White Tears

The force of my attack knocked him over. His long blond locks splayed out across the couch and his eyes opened wide in an expression of anime surprise. It was as if he’d never seen me before. I watched myself choking him, kneeling on his chest. I felt as if I’d snorted ketamine and had suddenly been gifted all the time in the world, time to notice the pores in his face and the hole in his right earlobe where he’d removed a stud. I wanted to speak to him, but my mouth was dry. A crust of white powder rimmed his left nostril and I contemplated it, this scurf of whatever he’d been snorting, and I told him I’m not a violent person, though I don’t think I spoke the words out loud. Then, for a shocking instant I was looking at myself, lying there on the couch, at my own eyes wide open in an expression of surprise. I must have slackened my grip, because he twisted round and shouldered me off onto the floor.
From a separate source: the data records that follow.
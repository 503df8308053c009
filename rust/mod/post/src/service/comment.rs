use tracing::info;

use auth::model::Identity;
use auth::service::policy::require_self;
use board_core::{IdResponse, ListParams, new_sortable_id, now_rfc3339};
use board_sql::{Row, SQLExec, Value};

use crate::model::{Comment, CommentInput, CommentView, LikeState, LikeTarget};
use crate::service::{PostError, PostService};

const COMMENT_COLUMNS: &str = "id, member_id, post_id, content, like_count, created_at, updated_at";

fn comment_from_row(row: &Row) -> Result<Comment, PostError> {
    Ok(Comment {
        id: row.text("id")?,
        member_id: row.text("member_id")?,
        post_id: row.text("post_id")?,
        content: row.text("content")?,
        like_count: row.int("like_count")?,
        created_at: row.text("created_at")?,
        updated_at: row.text("updated_at")?,
    })
}

fn validate(input: &CommentInput) -> Result<(), PostError> {
    if input.content.trim().is_empty() {
        return Err(PostError::Validation("content must not be empty".into()));
    }
    Ok(())
}

/// A comment addressed through the wrong post is a bad request, not a miss.
fn ensure_on_post(comment: &Comment, post_id: &str) -> Result<(), PostError> {
    if comment.post_id != post_id {
        return Err(PostError::Validation(format!(
            "comment {} does not belong to post {}",
            comment.id, post_id
        )));
    }
    Ok(())
}

impl PostService {
    pub(crate) fn find_live_comment(&self, id: &str) -> Result<Option<Comment>, PostError> {
        let sql = format!(
            "SELECT {} FROM comments WHERE id = ?1 AND is_deleted = 0",
            COMMENT_COLUMNS
        );
        let rows = self.sql.query(&sql, &[Value::from(id)])?;
        rows.first().map(comment_from_row).transpose()
    }

    fn require_comment(&self, id: &str) -> Result<Comment, PostError> {
        self.find_live_comment(id)?
            .ok_or_else(|| PostError::NotFound(format!("comment {}", id)))
    }

    /// Load a comment for mutation: exists, caller owns it, and it sits
    /// under `post_id`, checked in that order.
    fn owned_comment(
        &self,
        identity: &Identity,
        post_id: &str,
        comment_id: &str,
        action: &str,
    ) -> Result<Comment, PostError> {
        let comment = self.require_comment(comment_id)?;
        require_self(identity, &comment.member_id, action)?;
        ensure_on_post(&comment, post_id)?;
        Ok(comment)
    }

    /// Comment on a live post.
    pub fn create_comment(
        &self,
        identity: &Identity,
        post_id: &str,
        input: CommentInput,
    ) -> Result<IdResponse, PostError> {
        self.require_post(post_id)?;
        validate(&input)?;

        let id = new_sortable_id();
        let now = now_rfc3339();
        self.sql.exec(
            "INSERT INTO comments (id, member_id, post_id, content, like_count, created_at, updated_at, is_deleted)
             VALUES (?1, ?2, ?3, ?4, 0, ?5, ?5, 0)",
            &[
                Value::from(id.as_str()),
                Value::from(identity.sub.as_str()),
                Value::from(post_id),
                Value::from(input.content),
                Value::from(now),
            ],
        )?;
        info!(comment_id = %id, post_id = %post_id, member_id = %identity.sub, "comment created");
        Ok(IdResponse::new(id))
    }

    /// Comments on a post, oldest first.
    pub fn list_comments(
        &self,
        post_id: &str,
        params: &ListParams,
    ) -> Result<Vec<CommentView>, PostError> {
        self.require_post(post_id)?;
        let offset = params
            .sql_offset()
            .ok_or_else(|| PostError::Validation("offset out of range".into()))?;

        let rows = self.sql.query(
            "SELECT c.id, c.content, c.like_count, c.created_at, c.updated_at,
                    COALESCE(m.name, '') AS publisher_name
             FROM comments c LEFT JOIN members m ON m.id = c.member_id
             WHERE c.post_id = ?1 AND c.is_deleted = 0
             ORDER BY c.created_at ASC, c.id ASC LIMIT ?2 OFFSET ?3",
            &[
                Value::from(post_id),
                Value::Integer(params.effective_limit() as i64),
                Value::Integer(offset),
            ],
        )?;

        let mut items = Vec::with_capacity(rows.len());
        for row in &rows {
            items.push(CommentView {
                id: row.text("id")?,
                publisher_name: row.text("publisher_name")?,
                content: row.text("content")?,
                like_count: row.int("like_count")?,
                created_at: row.text("created_at")?,
                updated_at: row.text("updated_at")?,
            });
        }
        Ok(items)
    }

    pub fn update_comment(
        &self,
        identity: &Identity,
        post_id: &str,
        comment_id: &str,
        input: CommentInput,
    ) -> Result<IdResponse, PostError> {
        self.owned_comment(identity, post_id, comment_id, "edit this comment")?;
        validate(&input)?;

        self.sql.exec(
            "UPDATE comments SET content = ?1, updated_at = ?2 WHERE id = ?3",
            &[
                Value::from(input.content),
                Value::from(now_rfc3339()),
                Value::from(comment_id),
            ],
        )?;
        info!(comment_id = %comment_id, "comment updated");
        Ok(IdResponse::new(comment_id))
    }

    pub fn delete_comment(
        &self,
        identity: &Identity,
        post_id: &str,
        comment_id: &str,
    ) -> Result<(), PostError> {
        self.owned_comment(identity, post_id, comment_id, "delete this comment")?;

        self.sql.exec(
            "UPDATE comments SET is_deleted = 1, updated_at = ?1 WHERE id = ?2",
            &[Value::from(now_rfc3339()), Value::from(comment_id)],
        )?;
        info!(comment_id = %comment_id, "comment deleted");
        Ok(())
    }

    /// Like toggle on a comment. Any authenticated member may like.
    pub fn toggle_comment_like(
        &self,
        identity: &Identity,
        post_id: &str,
        comment_id: &str,
    ) -> Result<LikeState, PostError> {
        let comment = self.require_comment(comment_id)?;
        ensure_on_post(&comment, post_id)?;
        self.require_post(post_id)?;
        self.toggle_like(LikeTarget::Comment, comment_id, &identity.sub)
    }
}
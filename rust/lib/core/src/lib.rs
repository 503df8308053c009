pub mod config;
pub mod error;
pub mod module;
pub mod types;

pub use config::ServiceConfig;
pub use error::ServiceError;
pub use module::Module;
pub use types::{IdResponse, ListParams, ListResult, new_id, new_sortable_id, now_rfc3339};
I kept hold of him, bunching fistfuls of his shirt, his hands now at my throat. As we rolled onto the carpet, I heard the crunch of the mandolin under my back.

Of course there was some truth in his accusation, otherwise I wouldn’t have lost control of myself so catastrophically. I have always respected material objects. Not as status symbols or anything like that. I don’t have any particular need to be envied. Carter had never had to yearn for anything, a tool or toy or an instrument, something that would enlarge his possibilities or make his life easier. If he wanted it, he clicked and it came. I’d spent hours of my life, days, weeks at a time, fantasizing about musical equipment that I could not afford to buy. That mandolin was beautiful because it was useful. The sound of it breaking took all the heat out of my attack.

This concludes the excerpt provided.